Addressing Health Care Costs
Addressing Health Care Costs
There has been a lot of confusion among the general public in regards the reconstructing of the Affordable Care Act in Washington DC. This is to be expected as the original bill is quite complex as is our health system in general. In addition, our nation continues to be mired in huge debt with policy makers and politicians struggling with how to fund legacy programs like social security which is on track to run out of money in the near future.
Much of this debt is predicated on rising health care costs now reaching close to 20% of our gross national product. The American paradox widely known among both health care economists and politicians is the United States spends more on healthcare than any country in the world and yet has worse outcomes. Essentially spending more is getting us less. Maybe it is time we need to start looking at this with a different mindset.
Up until recently few people have looked at the social determinants of health as it relates to the quality of people’s health in this country. Forward thinking healthcare economists have realized the social determinants of health (examples include reliable housing, ensuring sufficient food security, safe drinking water, adequate employment programs, support services for older adults, etc.) probably have as much to do with the quality of health care as do the usual things we think about (the cost of physicians and hospital visits, surgeries, outpatient radiological procedures, etc). If we spend more than twice as much on health care as our developed world counterparts why are we dying before others in the world? Why do we have higher infant mortality rates and pregnancy related maternal death rates? It turns out there is a much better balance between spending for social determinants of health and what we traditionally see as spending for traditional health care in those countries performing better than the US. France, Sweden, Austria and Switzerland spend about as much (if not more) on these social determinants of health care as they do traditional health care and as a result have much better health care outcomes and spend about 8-10 percent of their GNP on healthcare, half of what we spend.

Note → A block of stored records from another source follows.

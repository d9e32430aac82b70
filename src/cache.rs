use crate::error::{ForensicsError, Result};
use crate::model::{Commit, MinedChange, RevisionInfo, SCHEMA_VERSION};
use rusqlite::{params, Connection, OptionalExtension};
use std::path::Path;

/// Mined commit records keyed by revision, so only new revisions get diffed.
pub struct Cache {
    conn: Connection,
}

impl Cache {
    pub fn new<CP: AsRef<Path>, RP: AsRef<Path>>(cache_path: Option<CP>, repo_path: RP) -> Result<Self> {
        let cache_dir = match cache_path {
            Some(path) => path.as_ref().to_path_buf(),
            None => repo_path.as_ref().join(".gforensics"),
        };
        std::fs::create_dir_all(&cache_dir)?;
        let db_path = cache_dir.join("cache.db");
        let conn = Connection::open(&db_path)?;
        let mut cache = Self { conn };
        cache.initialize()?;
        Ok(cache)
    }

    pub fn in_memory() -> Result<Self> {
        let mut cache = Self { conn: Connection::open_in_memory()? };
        cache.initialize()?;
        Ok(cache)
    }

    fn initialize(&mut self) -> Result<()> {
        self.conn.execute_batch(
            "
            CREATE TABLE IF NOT EXISTS revisions (
                id TEXT PRIMARY KEY,
                author TEXT NOT NULL,
                timestamp INTEGER NOT NULL
            );
            CREATE TABLE IF NOT EXISTS changes (
                revision_id TEXT NOT NULL,
                seq INTEGER NOT NULL,
                old_path TEXT,
                new_path TEXT,
                added_lines INTEGER NOT NULL,
                deleted_lines INTEGER NOT NULL,
                is_binary INTEGER NOT NULL,
                PRIMARY KEY (revision_id, seq),
                FOREIGN KEY (revision_id) REFERENCES revisions(id)
            );
            CREATE INDEX IF NOT EXISTS idx_revisions_timestamp ON revisions(timestamp);
            ",
        )?;
        self.check_schema_version()?;
        Ok(())
    }

    fn check_schema_version(&mut self) -> Result<()> {
        let user_version: i64 = self
            .conn
            .query_row("PRAGMA user_version;", [], |row| row.get(0))?;

        if user_version == 0 {
            let set_stmt = format!("PRAGMA user_version = {SCHEMA_VERSION};");
            self.conn.execute_batch(&set_stmt)?;
        } else if user_version != SCHEMA_VERSION as i64 {
            return Err(ForensicsError::Cache(format!(
                "Schema version mismatch: expected {}, found {}",
                SCHEMA_VERSION, user_version
            )));
        }

        Ok(())
    }

    /// The records stored for `revision_id`, or `None` if it was never mined.
    /// Binary file changes are left out unless `include_binary` is set.
    pub fn get_commits(&self, revision_id: &str, include_binary: bool) -> Result<Option<Vec<Commit>>> {
        let revision: Option<(String, i64)> = self
            .conn
            .query_row(
                "SELECT author, timestamp FROM revisions WHERE id = ?",
                params![revision_id],
                |row| Ok((row.get(0)?, row.get(1)?)),
            )
            .optional()?;
        let Some((author, timestamp)) = revision else {
            return Ok(None);
        };

        let mut stmt = self.conn.prepare(
            "SELECT old_path, new_path, added_lines, deleted_lines
             FROM changes WHERE revision_id = ? AND (is_binary = 0 OR ?) ORDER BY seq",
        )?;
        let rows = stmt.query_map(params![revision_id, include_binary], |row| {
            let old_path: Option<String> = row.get(0)?;
            let new_path: Option<String> = row.get(1)?;
            let added: u32 = row.get(2)?;
            let deleted: u32 = row.get(3)?;

            let mut commit = Commit::new(revision_id, author.as_str(), timestamp);
            commit.add_lines(added).delete_lines(deleted);
            if let Some(old) = old_path {
                commit.set_old_path(old);
            }
            if let Some(new) = new_path {
                commit.set_new_path(new);
            }
            Ok(commit)
        })?;

        let commits = rows.collect::<rusqlite::Result<Vec<_>>>()?;
        Ok(Some(commits))
    }

    pub fn store_commits(&mut self, revision: &RevisionInfo, changes: &[MinedChange]) -> Result<()> {
        let tx = self.conn.transaction()?;
        {
            tx.execute(
                "INSERT OR REPLACE INTO revisions (id, author, timestamp) VALUES (?, ?, ?)",
                params![revision.id, revision.author, revision.timestamp.timestamp()],
            )?;
            tx.execute("DELETE FROM changes WHERE revision_id = ?", params![revision.id])?;

            let mut insert_change_stmt = tx.prepare(
                "INSERT INTO changes (revision_id, seq, old_path, new_path, added_lines, deleted_lines, is_binary)
                 VALUES (?, ?, ?, ?, ?, ?, ?)",
            )?;
            for (seq, change) in changes.iter().enumerate() {
                let commit = &change.commit;
                insert_change_stmt.execute(params![
                    revision.id,
                    seq as i64,
                    commit.old_path(),
                    commit.new_path(),
                    commit.added_lines(),
                    commit.deleted_lines(),
                    change.is_binary
                ])?;
            }
        }
        tx.commit()?;
        Ok(())
    }

    pub fn revision_count(&self) -> Result<usize> {
        let count: i64 = self
            .conn
            .query_row("SELECT COUNT(*) FROM revisions", [], |row| row.get(0))?;
        Ok(count as usize)
    }
}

Let’s take a look at a real world US scenario. Our patient is 35 years old and has had insulin dependent diabetes since he was ten. He has little in the way of family support. He works when able as his health permits but has no health insurance. He spends much of his time in homeless shelters. He has lost a foot secondary to his poorly controlled diabetes which is in part due to his food insecurity and inability to afford his insulin on a regular basis. The cost of this care depending on the part of the country he lives is over $14,000 just for the amputation and now we are looking at the cost of a prosthetic. Our health care system (and we as tax payers) have absorbed the cost of this patient’s acute care and will absorb the cost of his ongoing care (including his long term disability and Medicaid insurance) as long as he or she lives adding up to thousands of dollars. Diabetic shoes cost less than $100, this patient’s medicine probably costs less than $2,000 per year. Food stamps are much less than what we are currently paying for his ongoing care. Think of this same 35 year old with a primary care physician, adequate health insurance, a decent place to live, no food insecurity, well controlled diabetes and a decent job. None of this scenario unfolds and his/her health care costs are a fraction of what they now are.
The US Congress is currently talking about getting rid of Medicaid as we currently know it. They would like to turn the program into a series of block grants. By definition, block grants will mean state governments will have almost complete control over Medicaid spending and this is a great idea. We all would like to have control of social programs at a local level. Unfortunately, what this also means is these block grants will cover a fraction of the cost of Medicaid as it now exists and the entire program will most likely be funded (or not)by state governments. The states will have all the control but none of the funding. The federal budget will be partly balanced on the backs of the state governments as it relates to Medicaid expenditures. State governors are concerned as they should be.
What this most likely means is many fewer people on the lower end of the socioeconomic scale will have health care, This care will move from primary care offices back to emergency rooms. Patients won’t access care until there is a critical need (this translates usually into life threatening, costly illness) and our health care costs continue to skyrocket as we as tax payers continue to shoulder the bill. This also puts critical access hospital systems and hospitals in general in dire financial situations and will lead to a decrease in services provided to the community (translate mental health inpatient programs among others which are loss leaders in most hospital systems) and possible closure of smaller institutions.
The US Congress is also considering cuts in programs affecting the social determinants of health. The health care industry and social support systems have rarely been coordinated. As we have seen in other countries paying more upfront for primary care and access to primary care services, preventative services and social determinants of health care may mean a much lower bill nationally on the back side bringing our total health care expenditures back down in the 10% range of our GNP. As our leaders are looking to redefine the health care system now would be the time to consider changes to our system in ways we have not considered.
I write this because now is the time to speak to your state and congressional representatives. Let your voices be heard. In Congress, reach out to Virginia Foxx, Mark Meadows, Thom Tillis and Richard Burr. In the Unifour, reach out in Burke County to Hugh Blackwell and Warren Daniel; in Caldwell County, Virginia Foxx and Deanna Ballard; in Catawba County, Jay Adams and Mitchell Setzer. It is worth at least having a dialogue despite what differences you may have.